While the ALJ focuses on the report he walked 1.5 miles twice on one day, supra, other physical therapy records show more mixed findings. For example, physical therapy records from his fifth visit, July 25, 2018 show diagnosis of “impaired bilateral lower extremity strength, static and dynamic balance following ICH, SDH limiting mobility.” Tr. 452. The physical therapist also noted Plaintiff's report that as “the day gets later he will become less coordinated, move slower and have more trouble with balance.” Id. The therapist reported that while his balance improved and he continued to make gains, he “can perform walking on treadmill with use of only [one upper extremity] only as long as he is not distracted and no faster than [one] mph, once distracted [Plaintiff] begins to lose balance and require use of both upper extremities in order to maintain gait speed. Tr. 454. Primary care records from 2019 also show he attempted to return to work and was unable to continue; he reported he was “having a hard time speaking due to the noise and commotion at work” along with reports of continued balance issues and objective findings including irregular gait and intention tremor. See, e.g., Tr. 604, 605, 607, 613.

An ALJ must consider all of the relevant evidence in the record and may not point to only those portions of the records that bolster his findings. See, e.g., Holohan v. Massanari, 246 F.3d 1195, 1207-08 (9th Cir. 2001) (holding that an ALJ cannot selectively rely on some entries in plaintiff's records while ignoring others). The ALJ's brief summary of evidence tends to support the ALJ's conclusions when the longitudinal record shows more mixed findings, such as evidence of continuing balance and/or gait issues and tremor throughout the period at issue, which are consistent with his testimony and necessary for analysis of his transferable skills at step five.
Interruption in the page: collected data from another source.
//! Configuration management

use chrono::TimeDelta;
use serde::{Deserialize, Serialize};
use std::path::PathBuf;

use crate::application::errors::ConfigError;
use crate::infrastructure::llm::LLMConfig;

/// Upper bound for `chat.session-ttl-hours` (ten years)
pub const MAX_SESSION_TTL_HOURS: i64 = 24 * 365 * 10;

/// Service configuration
#[derive(Debug, Clone, Deserialize, Serialize)]
#[serde(rename_all = "kebab-case", default)]
pub struct Config {
    pub server: ServerConfig,
    pub database: DatabaseConfig,
    pub llm: LLMConfig,
    pub chat: ChatConfig,
    pub log_level: String,
}

#[derive(Debug, Clone, Deserialize, Serialize)]
#[serde(rename_all = "kebab-case", default)]
pub struct ServerConfig {
    pub bind: String,
    /// Allow any origin (the web front end is served separately)
    pub permissive_cors: bool,
}

#[derive(Debug, Clone, Deserialize, Serialize)]
#[serde(rename_all = "kebab-case", default)]
pub struct DatabaseConfig {
    pub path: PathBuf,
}

/// Tunables for sessions and listing search
#[derive(Debug, Clone, Deserialize, Serialize)]
#[serde(rename_all = "kebab-case", default)]
pub struct ChatConfig {
    pub session_ttl_hours: i64,
    pub max_sessions_per_user: usize,
    pub cbd_radius_km: f64,
    pub nearby_limit: usize,
    pub search_limit: usize,
    /// Minimum fuzzy score for `/api/sql-query` rows
    pub fuzzy_threshold: f64,
    pub history_limit: usize,
}

impl Default for ServerConfig {
    fn default() -> Self {
        Self {
            bind: "127.0.0.1:8000".to_string(),
            permissive_cors: true,
        }
    }
}

impl Default for DatabaseConfig {
    fn default() -> Self {
        Self {
            path: PathBuf::from("tourwise.db"),
        }
    }
}

impl Default for ChatConfig {
    fn default() -> Self {
        Self {
            session_ttl_hours: 24,
            max_sessions_per_user: 10,
            cbd_radius_km: 10.0,
            nearby_limit: 20,
            search_limit: 50,
            fuzzy_threshold: 40.0,
            history_limit: 100,
        }
    }
}

impl Default for Config {
    fn default() -> Self {
        Self {
            server: ServerConfig::default(),
            database: DatabaseConfig::default(),
            llm: LLMConfig::default(),
            chat: ChatConfig::default(),
            log_level: "info".to_string(),
        }
    }
}

impl Config {
    pub fn load(path: impl Into<PathBuf>) -> Result<Self, ConfigError> {
        let path = path.into();
        let content = std::fs::read_to_string(&path)
            .map_err(|e| ConfigError::Parse(format!("Failed to read config: {}", e)))?;

        let config: Config = serde_yaml::from_str(&content)
            .map_err(|e| ConfigError::Parse(format!("Failed to parse config: {}", e)))?;
        config.validate()?;
        Ok(config)
    }

    pub fn load_env() -> Self {
        // Load from environment variables
        let mut config = Config::default();
        config.apply_env();
        config
    }

    /// Environment variables take precedence over file values
    pub fn apply_env(&mut self) {
        if let Ok(bind) = std::env::var("TOURWISE_BIND") {
            self.server.bind = bind;
        }

        if let Ok(path) = std::env::var("TOURWISE_DB") {
            self.database.path = PathBuf::from(path);
        }

        if let Ok(level) = std::env::var("LOG_LEVEL") {
            self.log_level = level;
        }

        self.llm.apply_env();
    }

    pub fn validate(&self) -> Result<(), ConfigError> {
        if self.server.bind.trim().is_empty() {
            return Err(ConfigError::MissingField("server.bind".to_string()));
        }
        if !(1..=MAX_SESSION_TTL_HOURS).contains(&self.chat.session_ttl_hours) {
            return Err(ConfigError::InvalidValue(format!(
                "chat.session-ttl-hours must be within 1..={}, got {}",
                MAX_SESSION_TTL_HOURS, self.chat.session_ttl_hours
            )));
        }
        if self.chat.max_sessions_per_user == 0 {
            return Err(ConfigError::InvalidValue("chat.max-sessions-per-user must be at least 1".to_string()));
        }
        if !(0.0..=100.0).contains(&self.chat.fuzzy_threshold) {
            return Err(ConfigError::InvalidValue(format!(
                "chat.fuzzy-threshold must be within 0..=100, got {}",
                self.chat.fuzzy_threshold
            )));
        }
        Ok(())
    }

    pub fn session_ttl(&self) -> Result<TimeDelta, ConfigError> {
        TimeDelta::try_hours(self.chat.session_ttl_hours)
            .filter(|_| (1..=MAX_SESSION_TTL_HOURS).contains(&self.chat.session_ttl_hours))
            .ok_or_else(|| {
                ConfigError::InvalidValue(format!(
                    "chat.session-ttl-hours out of range: {}",
                    self.chat.session_ttl_hours
                ))
            })
    }

    pub fn to_yaml(&self) -> Result<String, ConfigError> {
        serde_yaml::to_string(self).map_err(|e| ConfigError::Parse(e.to_string()))
    }
}

#[cfg(test)]
mod tests {
    use super::*;

    #[test]
    fn test_partial_yaml_uses_defaults() {
        let config: Config = serde_yaml::from_str("server:\n  bind: 0.0.0.0:9000\nchat:\n  cbd-radius-km: 5\n").unwrap();
        assert_eq!(config.server.bind, "0.0.0.0:9000");
        assert_eq!(config.chat.cbd_radius_km, 5.0);
        assert_eq!(config.chat.session_ttl_hours, 24);
        assert_eq!(config.database.path, PathBuf::from("tourwise.db"));
        assert!(config.validate().is_ok());
    }

    #[test]
    fn test_default_round_trips_through_yaml() {
        let yaml = Config::default().to_yaml().unwrap();
        assert!(yaml.contains("max-sessions-per-user: 10"));
        let parsed: Config = serde_yaml::from_str(&yaml).unwrap();
        assert_eq!(parsed.chat.fuzzy_threshold, 40.0);
    }

    #[test]
    fn test_huge_session_ttl_is_rejected() {
        let mut config = Config::default();
        assert_eq!(config.session_ttl().unwrap(), TimeDelta::hours(24));

        config.chat.session_ttl_hours = i64::MAX;
        assert!(matches!(config.validate(), Err(ConfigError::InvalidValue(_))));
        assert!(matches!(config.session_ttl(), Err(ConfigError::InvalidValue(_))));

        config.chat.session_ttl_hours = MAX_SESSION_TTL_HOURS + 1;
        assert!(config.validate().is_err());
        assert!(config.session_ttl().is_err());

        let parsed: Config = serde_yaml::from_str("chat:\n  session-ttl-hours: 9223372036854775807\n").unwrap();
        assert!(parsed.validate().is_err());
    }

    #[test]
    fn test_validate_rejects_bad_threshold() {
        let mut config = Config::default();
        config.chat.fuzzy_threshold = 140.0;
        assert!(matches!(config.validate(), Err(ConfigError::InvalidValue(_))));
    }
}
The ALJ's summary of medical evidence and conclusory statements fail to meet the burden of “setting out a detailed and thorough summary of the facts and conflicting clinical evidence, stating his interpretation thereof, and making findings.” Trevizo v. Berryhill, 871 F.3d 644, 675 (9th Cir. 2017) (internal citations omitted). In citing portions of the record that show milder examination findings while the longitudinal record shows more mixed results, the ALJ's characterization of the record is not supported by substantial evidence. The ALJ's conclusion that Plaintiff's symptom testimony is not consistent with objective medical evidence is therefore not supported by substantial evidence.

2. Return to work

The ALJ found that the Plaintiff's ability to work at substantial gainful activity levels for several months during the relevant period are wholly inconsistent with Plaintiff's claims of disability. Tr. 21. Working with an impairment supports a conclusion that the impairment is not disabling. Drouin v. Sullivan, 966 F.2d 1255, 1258 (9th Cir. 1992); Bray, 554 F.3d at 1227 (seeking work despite impairment supports inference that impairment is not disabling). However, shortterm work, which does not demonstrate the ability to sustain substantial gainful employment, may be considered an unsuccessful work attempt instead of substantial gainful activity. Gatliff v. Comm'r Soc. Sec. Admin., 172 F.3d 690, 694 (9th Cir. 1999); see also Reddick v. Chater, 157 F.3d 715, 722 (9th Cir. 1998) (“Several courts, including this one, have recognized that disability claimants should not be penalized for attempting to lead normal lives in the face of their limitations.”). Under the Regulations, work of six months or less will be considered an unsuccessful work attempt if the Plaintiff stopped working because of his impairment. 20 C.F.R §§ 404.1574(c)(3), 416.974(c)(3).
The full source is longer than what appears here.